Dataset excerpts section start

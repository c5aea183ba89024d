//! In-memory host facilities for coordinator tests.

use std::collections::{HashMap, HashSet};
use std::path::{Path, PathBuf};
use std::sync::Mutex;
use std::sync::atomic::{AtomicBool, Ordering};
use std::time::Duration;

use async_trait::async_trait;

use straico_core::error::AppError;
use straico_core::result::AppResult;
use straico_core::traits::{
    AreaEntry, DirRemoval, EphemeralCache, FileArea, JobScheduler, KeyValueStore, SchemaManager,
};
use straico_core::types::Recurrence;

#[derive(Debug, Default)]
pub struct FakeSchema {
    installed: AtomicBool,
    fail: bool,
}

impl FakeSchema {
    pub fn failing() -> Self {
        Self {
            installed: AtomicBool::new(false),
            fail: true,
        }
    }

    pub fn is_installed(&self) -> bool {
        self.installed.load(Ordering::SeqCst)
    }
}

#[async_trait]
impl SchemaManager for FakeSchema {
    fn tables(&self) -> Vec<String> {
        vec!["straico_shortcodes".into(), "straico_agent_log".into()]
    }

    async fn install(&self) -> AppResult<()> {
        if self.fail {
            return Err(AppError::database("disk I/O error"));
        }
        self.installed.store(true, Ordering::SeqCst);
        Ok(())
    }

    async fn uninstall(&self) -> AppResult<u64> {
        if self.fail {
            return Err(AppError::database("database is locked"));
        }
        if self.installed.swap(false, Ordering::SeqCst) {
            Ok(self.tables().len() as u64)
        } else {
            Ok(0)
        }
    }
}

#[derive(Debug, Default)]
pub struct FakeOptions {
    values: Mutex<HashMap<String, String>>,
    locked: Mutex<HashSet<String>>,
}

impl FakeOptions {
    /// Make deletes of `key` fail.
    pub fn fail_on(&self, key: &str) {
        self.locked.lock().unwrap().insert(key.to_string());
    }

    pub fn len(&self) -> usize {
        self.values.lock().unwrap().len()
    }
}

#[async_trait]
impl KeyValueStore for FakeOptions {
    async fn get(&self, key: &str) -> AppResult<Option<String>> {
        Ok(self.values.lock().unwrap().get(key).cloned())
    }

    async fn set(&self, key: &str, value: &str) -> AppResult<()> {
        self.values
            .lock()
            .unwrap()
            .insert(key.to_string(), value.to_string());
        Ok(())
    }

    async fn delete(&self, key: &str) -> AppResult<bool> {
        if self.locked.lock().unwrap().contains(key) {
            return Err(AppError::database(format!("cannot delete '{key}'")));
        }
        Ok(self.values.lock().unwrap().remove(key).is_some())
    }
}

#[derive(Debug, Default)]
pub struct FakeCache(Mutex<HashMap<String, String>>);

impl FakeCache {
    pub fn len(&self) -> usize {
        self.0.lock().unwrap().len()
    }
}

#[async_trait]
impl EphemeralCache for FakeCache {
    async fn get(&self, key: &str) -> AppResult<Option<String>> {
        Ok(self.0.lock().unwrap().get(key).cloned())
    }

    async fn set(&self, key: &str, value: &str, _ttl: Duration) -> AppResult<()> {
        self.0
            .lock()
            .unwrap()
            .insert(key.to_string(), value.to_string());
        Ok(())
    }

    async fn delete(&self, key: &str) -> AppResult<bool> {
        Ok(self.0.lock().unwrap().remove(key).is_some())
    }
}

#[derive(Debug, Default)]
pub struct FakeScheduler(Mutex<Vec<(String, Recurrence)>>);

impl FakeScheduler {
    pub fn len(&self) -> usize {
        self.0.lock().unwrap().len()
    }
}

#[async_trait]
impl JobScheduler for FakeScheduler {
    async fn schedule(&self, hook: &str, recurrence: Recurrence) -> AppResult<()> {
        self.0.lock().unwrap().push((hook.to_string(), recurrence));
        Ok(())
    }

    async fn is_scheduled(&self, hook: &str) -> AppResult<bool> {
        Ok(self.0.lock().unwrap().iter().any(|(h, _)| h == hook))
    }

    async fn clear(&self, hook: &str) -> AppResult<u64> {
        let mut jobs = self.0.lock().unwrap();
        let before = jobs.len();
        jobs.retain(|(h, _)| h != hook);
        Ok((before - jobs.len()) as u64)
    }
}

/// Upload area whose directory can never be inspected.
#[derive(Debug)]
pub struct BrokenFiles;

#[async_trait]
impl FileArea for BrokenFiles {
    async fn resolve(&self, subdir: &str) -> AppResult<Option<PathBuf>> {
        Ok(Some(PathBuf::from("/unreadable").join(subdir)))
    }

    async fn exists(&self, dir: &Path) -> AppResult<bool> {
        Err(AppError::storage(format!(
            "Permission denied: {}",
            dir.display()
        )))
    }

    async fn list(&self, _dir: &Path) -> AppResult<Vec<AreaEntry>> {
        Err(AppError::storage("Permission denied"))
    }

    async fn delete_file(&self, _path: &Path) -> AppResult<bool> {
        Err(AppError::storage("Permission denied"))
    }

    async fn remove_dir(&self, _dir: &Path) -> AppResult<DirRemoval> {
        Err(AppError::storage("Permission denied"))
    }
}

Dataset excerpts section end
Dataset excerpts section start

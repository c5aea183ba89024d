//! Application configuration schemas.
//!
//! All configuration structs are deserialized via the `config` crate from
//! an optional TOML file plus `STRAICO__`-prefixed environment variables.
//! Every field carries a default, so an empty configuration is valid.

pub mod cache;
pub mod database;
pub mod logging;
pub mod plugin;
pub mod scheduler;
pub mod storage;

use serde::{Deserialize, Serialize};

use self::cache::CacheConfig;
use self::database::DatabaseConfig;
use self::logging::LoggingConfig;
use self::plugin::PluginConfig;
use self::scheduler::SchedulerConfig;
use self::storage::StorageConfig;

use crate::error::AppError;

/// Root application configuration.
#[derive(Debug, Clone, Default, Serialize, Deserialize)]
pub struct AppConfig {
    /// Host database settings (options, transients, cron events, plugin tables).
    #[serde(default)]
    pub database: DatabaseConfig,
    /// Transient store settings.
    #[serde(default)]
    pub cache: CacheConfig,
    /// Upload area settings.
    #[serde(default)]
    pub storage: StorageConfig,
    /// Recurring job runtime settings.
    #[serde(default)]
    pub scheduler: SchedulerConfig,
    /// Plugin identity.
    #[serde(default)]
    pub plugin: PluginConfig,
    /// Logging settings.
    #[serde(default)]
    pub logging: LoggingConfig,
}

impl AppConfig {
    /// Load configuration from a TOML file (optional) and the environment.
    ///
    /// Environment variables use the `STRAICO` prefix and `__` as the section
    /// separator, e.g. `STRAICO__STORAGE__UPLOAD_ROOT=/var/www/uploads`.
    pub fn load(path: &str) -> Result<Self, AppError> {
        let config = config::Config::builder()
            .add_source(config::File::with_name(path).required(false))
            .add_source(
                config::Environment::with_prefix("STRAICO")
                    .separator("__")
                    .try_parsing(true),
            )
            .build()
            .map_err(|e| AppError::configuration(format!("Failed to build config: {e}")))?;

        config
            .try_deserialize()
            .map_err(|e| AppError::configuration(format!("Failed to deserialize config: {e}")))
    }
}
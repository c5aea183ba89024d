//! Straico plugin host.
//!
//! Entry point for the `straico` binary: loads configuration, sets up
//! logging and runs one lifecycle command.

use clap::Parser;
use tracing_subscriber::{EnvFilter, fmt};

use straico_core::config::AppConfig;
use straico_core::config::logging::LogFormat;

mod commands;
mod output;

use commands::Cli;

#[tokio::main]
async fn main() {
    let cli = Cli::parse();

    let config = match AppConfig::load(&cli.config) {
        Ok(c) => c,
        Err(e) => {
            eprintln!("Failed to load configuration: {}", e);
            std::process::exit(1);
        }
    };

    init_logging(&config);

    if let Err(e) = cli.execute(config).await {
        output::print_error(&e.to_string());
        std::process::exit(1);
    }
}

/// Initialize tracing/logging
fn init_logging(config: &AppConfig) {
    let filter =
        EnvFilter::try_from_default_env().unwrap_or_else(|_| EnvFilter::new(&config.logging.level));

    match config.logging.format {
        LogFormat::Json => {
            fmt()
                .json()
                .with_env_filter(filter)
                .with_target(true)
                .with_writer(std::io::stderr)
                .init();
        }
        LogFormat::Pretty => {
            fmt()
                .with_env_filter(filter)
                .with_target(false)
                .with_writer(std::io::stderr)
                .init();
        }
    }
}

Dataset excerpts section end

Requirement
From the entries above, extract only the lines running from the one containing "configuration, sets up" through the one containing "mod output;", inclusive.

Task solution
//! Entry point for the `straico` binary: loads configuration, sets up
//! logging and runs one lifecycle command.

use clap::Parser;
use tracing_subscriber::{EnvFilter, fmt};

use straico_core::config::AppConfig;
use straico_core::config::logging::LogFormat;

mod commands;
mod output;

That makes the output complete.